La graduación de las penas en función de las responsabilidades contraídas a lo largo del período bélico supone un relativo alivio para la mayoría de los represaliados. El cambio en el criterio represor durante la posguerra nunca respondió al bulo del perdón de quienes no tuvieran las manos manchadas de sangre. Su hipotética realidad habría sido un primer paso hacia una reconciliación jamás presente en las expectativas de los vencedores, pero la flexibilización de la represión fue notable. Al menos, con respecto a lo visto en episodios bélicos como la dantesca marcha de la «columna de la muerte» durante el verano de 1936. Francisco Espinosa habla de una violencia tan masiva como ciega en tierras andaluzas y extremeñas. La misma se repitió en la desbandada de los malagueños camino de Almería. O en los bombardeos de la aviación italiana y alemana, que no se distinguieron precisamente por la selección de los objetivos para evitar las víctimas civiles. Los tiempos de los consejos de guerra comenzaron antes de la Victoria, pero llegada la misma no requerían actuar igual. Sobre todo, cuando tras el primer año el shock paralizante en el enemigo era una evidencia. Así dieron paso a la citada graduación, aunque con excepciones. Tantas que, a menudo, nos preguntamos por los límites de una represión que llegó hasta el último rincón.
El colectivo de los periodistas y escritores ejemplifica ese carácter obsesivo e irracional, tan vengativo como violento, de quienes protagonizaron una represión ejemplificante destinada a la «gente de pluma». El propósito de los vencedores era evidente: había que descabezar y erradicar a un grupo relativamente pequeño, aunque capaz de «envenenar» al pueblo español en compañía de los colegas por entonces en el exilio.

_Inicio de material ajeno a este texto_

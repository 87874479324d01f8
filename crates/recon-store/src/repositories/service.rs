//! Service repository: technologies is a monotonically-merged JSON map,
//! unique per `(ip_id, port)`. The merge happens in SQL (`services.technologies
//! || EXCLUDED.technologies`) so a whole batch can be upserted in one round
//! trip instead of reading each row back before deciding what changed.

use std::collections::HashSet;

use async_trait::async_trait;
use serde_json::{Map, Value};
use uuid::Uuid;

use recon_core::Id;

use crate::entities::Service;
use crate::error::StoreError;
use crate::repository::{OrderBy, Repository};
use crate::uow::UnitOfWork;

pub struct ServiceRepository;

impl ServiceRepository {
    /// Which `(ip_id, port)` pairs already have a service row. One round
    /// trip, used to count newly-created services around a `bulk_upsert`
    /// call instead of checking existence per row.
    pub async fn existing_ports(
        uow: &mut UnitOfWork,
        pairs: &[(Id, i32)],
    ) -> Result<HashSet<(Id, i32)>, StoreError> {
        if pairs.is_empty() {
            return Ok(HashSet::new());
        }
        let ip_ids: Vec<Uuid> = pairs.iter().map(|(ip, _)| *ip).collect();
        let ports: Vec<i32> = pairs.iter().map(|(_, p)| *p).collect();

        let exec = uow.executor();
        let rows: Vec<(Uuid, i32)> = sqlx::query_as(
            r#"
            SELECT s.ip_id, s.port
            FROM services s
            JOIN UNNEST($1::uuid[], $2::int[]) AS t(ip_id, port)
                ON s.ip_id = t.ip_id AND s.port = t.port
            "#,
        )
        .bind(&ip_ids)
        .bind(&ports)
        .fetch_all(&mut **exec)
        .await?;
        Ok(rows.into_iter().collect())
    }
}

#[derive(Debug, Clone)]
pub struct ServiceFilter {
    pub ip_id: Id,
    pub port: Option<i32>,
}

#[derive(Debug, Clone, Default)]
pub struct ServicePatch {
    pub technologies: Option<Value>,
    pub favicon_hash: Option<String>,
    pub websocket: Option<bool>,
}

#[derive(Debug, Clone)]
pub struct NewService {
    pub ip_id: Id,
    pub scheme: String,
    pub port: i32,
    pub technologies: Map<String, Value>,
}

#[async_trait]
impl Repository for ServiceRepository {
    type Row = Service;
    type Filter = ServiceFilter;
    type Patch = ServicePatch;
    type Create = NewService;

    async fn get(uow: &mut UnitOfWork, id: Id) -> Result<Option<Service>, StoreError> {
        let exec = uow.executor();
        let row = sqlx::query_as::<_, Service>(
            "SELECT id, ip_id, scheme, port, technologies, favicon_hash, websocket, created_at, updated_at
             FROM services WHERE id = $1",
        )
        .bind(id)
        .fetch_optional(&mut **exec)
        .await?;
        Ok(row)
    }

    async fn find_many(
        uow: &mut UnitOfWork,
        filter: &ServiceFilter,
        limit: i64,
        offset: i64,
        order_by: Option<OrderBy>,
    ) -> Result<Vec<Service>, StoreError> {
        let (column, descending) = order_by.map(|o| (o.column, o.descending)).unwrap_or(("port", false));
        let direction = if descending { "DESC" } else { "ASC" };
        let exec = uow.executor();
        let rows = sqlx::query_as::<_, Service>(&format!(
            "SELECT id, ip_id, scheme, port, technologies, favicon_hash, websocket, created_at, updated_at
             FROM services WHERE ip_id = $1 AND ($2::int IS NULL OR port = $2)
             ORDER BY {column} {direction} LIMIT $3 OFFSET $4"
        ))
        .bind(filter.ip_id)
        .bind(filter.port)
        .bind(limit)
        .bind(offset)
        .fetch_all(&mut **exec)
        .await?;
        Ok(rows)
    }

    async fn count(uow: &mut UnitOfWork, filter: &ServiceFilter) -> Result<i64, StoreError> {
        let exec = uow.executor();
        let count: i64 = sqlx::query_scalar(
            "SELECT count(*) FROM services WHERE ip_id = $1 AND ($2::int IS NULL OR port = $2)",
        )
        .bind(filter.ip_id)
        .bind(filter.port)
        .fetch_one(&mut **exec)
        .await?;
        Ok(count)
    }

    async fn create(uow: &mut UnitOfWork, data: NewService) -> Result<Service, StoreError> {
        let exec = uow.executor();
        let row = sqlx::query_as::<_, Service>(
            r#"
            INSERT INTO services (id, ip_id, scheme, port, technologies, websocket, created_at, updated_at)
            VALUES ($1, $2, $3, $4, $5, false, now(), now())
            RETURNING id, ip_id, scheme, port, technologies, favicon_hash, websocket, created_at, updated_at
            "#,
        )
        .bind(Uuid::new_v4())
        .bind(data.ip_id)
        .bind(&data.scheme)
        .bind(data.port)
        .bind(Value::Object(data.technologies))
        .fetch_one(&mut **exec)
        .await?;
        Ok(row)
    }

    async fn update(uow: &mut UnitOfWork, id: Id, patch: ServicePatch) -> Result<Service, StoreError> {
        let exec = uow.executor();
        let row = sqlx::query_as::<_, Service>(
            r#"
            UPDATE services SET
                technologies = COALESCE($2, technologies),
                favicon_hash = COALESCE($3, favicon_hash),
                websocket = COALESCE($4, websocket),
                updated_at = now()
            WHERE id = $1
            RETURNING id, ip_id, scheme, port, technologies, favicon_hash, websocket, created_at, updated_at
            "#,
        )
        .bind(id)
        .bind(patch.technologies)
        .bind(patch.favicon_hash)
        .bind(patch.websocket)
        .fetch_one(&mut **exec)
        .await?;
        Ok(row)
    }

    async fn delete(uow: &mut UnitOfWork, id: Id) -> Result<(), StoreError> {
        let exec = uow.executor();
        sqlx::query("DELETE FROM services WHERE id = $1")
            .bind(id)
            .execute(&mut **exec)
            .await?;
        Ok(())
    }

    /// Plain multi-row insert via `UNNEST`; relies on the `(ip_id, port)`
    /// unique constraint rejecting duplicates.
    async fn bulk_create(uow: &mut UnitOfWork, items: Vec<NewService>) -> Result<Vec<Service>, StoreError> {
        if items.is_empty() {
            return Ok(Vec::new());
        }
        let ids: Vec<Uuid> = items.iter().map(|_| Uuid::new_v4()).collect();
        let ip_ids: Vec<Uuid> = items.iter().map(|i| i.ip_id).collect();
        let schemes: Vec<String> = items.iter().map(|i| i.scheme.clone()).collect();
        let ports: Vec<i32> = items.iter().map(|i| i.port).collect();
        let tech: Vec<Value> = items.iter().map(|i| Value::Object(i.technologies.clone())).collect();

        let exec = uow.executor();
        let rows = sqlx::query_as::<_, Service>(
            r#"
            INSERT INTO services (id, ip_id, scheme, port, technologies, websocket, created_at, updated_at)
            SELECT id, ip_id, scheme, port, technologies, false, now(), now()
            FROM UNNEST($1::uuid[], $2::uuid[], $3::text[], $4::int[], $5::jsonb[])
                AS t(id, ip_id, scheme, port, technologies)
            RETURNING id, ip_id, scheme, port, technologies, favicon_hash, websocket, created_at, updated_at
            "#,
        )
        .bind(&ids)
        .bind(&ip_ids)
        .bind(&schemes)
        .bind(&ports)
        .bind(&tech)
        .fetch_all(&mut **exec)
        .await?;
        Ok(rows)
    }

    /// Upsert on `(ip_id, port)` in one round trip. On conflict, merges
    /// `technologies` with the `||` jsonb operator (new keys win, kept keys
    /// survive) entirely in SQL, so the batch ingestor never has to read a
    /// row back to decide what to merge.
    async fn bulk_upsert(uow: &mut UnitOfWork, items: Vec<NewService>) -> Result<Vec<Service>, StoreError> {
        if items.is_empty() {
            return Ok(Vec::new());
        }
        let ids: Vec<Uuid> = items.iter().map(|_| Uuid::new_v4()).collect();
        let ip_ids: Vec<Uuid> = items.iter().map(|i| i.ip_id).collect();
        let schemes: Vec<String> = items.iter().map(|i| i.scheme.clone()).collect();
        let ports: Vec<i32> = items.iter().map(|i| i.port).collect();
        let tech: Vec<Value> = items.iter().map(|i| Value::Object(i.technologies.clone())).collect();

        let exec = uow.executor();
        let rows = sqlx::query_as::<_, Service>(
            r#"
            INSERT INTO services (id, ip_id, scheme, port, technologies, websocket, created_at, updated_at)
            SELECT id, ip_id, scheme, port, technologies, false, now(), now()
            FROM UNNEST($1::uuid[], $2::uuid[], $3::text[], $4::int[], $5::jsonb[])
                AS t(id, ip_id, scheme, port, technologies)
            ON CONFLICT (ip_id, port) DO UPDATE
                SET technologies = services.technologies || EXCLUDED.technologies,
                    scheme = EXCLUDED.scheme,
                    updated_at = now()
            RETURNING id, ip_id, scheme, port, technologies, favicon_hash, websocket, created_at, updated_at
            "#,
        )
        .bind(&ids)
        .bind(&ip_ids)
        .bind(&schemes)
        .bind(&ports)
        .bind(&tech)
        .fetch_all(&mut **exec)
        .await?;
        Ok(rows)
    }
}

Las cabezas de los señalados cayeron con las más duras penas, incluidas las ejecuciones ya examinadas en Las armas contra las letras, pero también el cuerpo y las extremidades de otros sujetos cuyo protagonismo en la «adhesión a la rebelión» fue menor o anecdótico. De ahí que la mayoría de los represaliados, además de perder la guerra, también perdieran la historia porque sufrieron una muerte civil.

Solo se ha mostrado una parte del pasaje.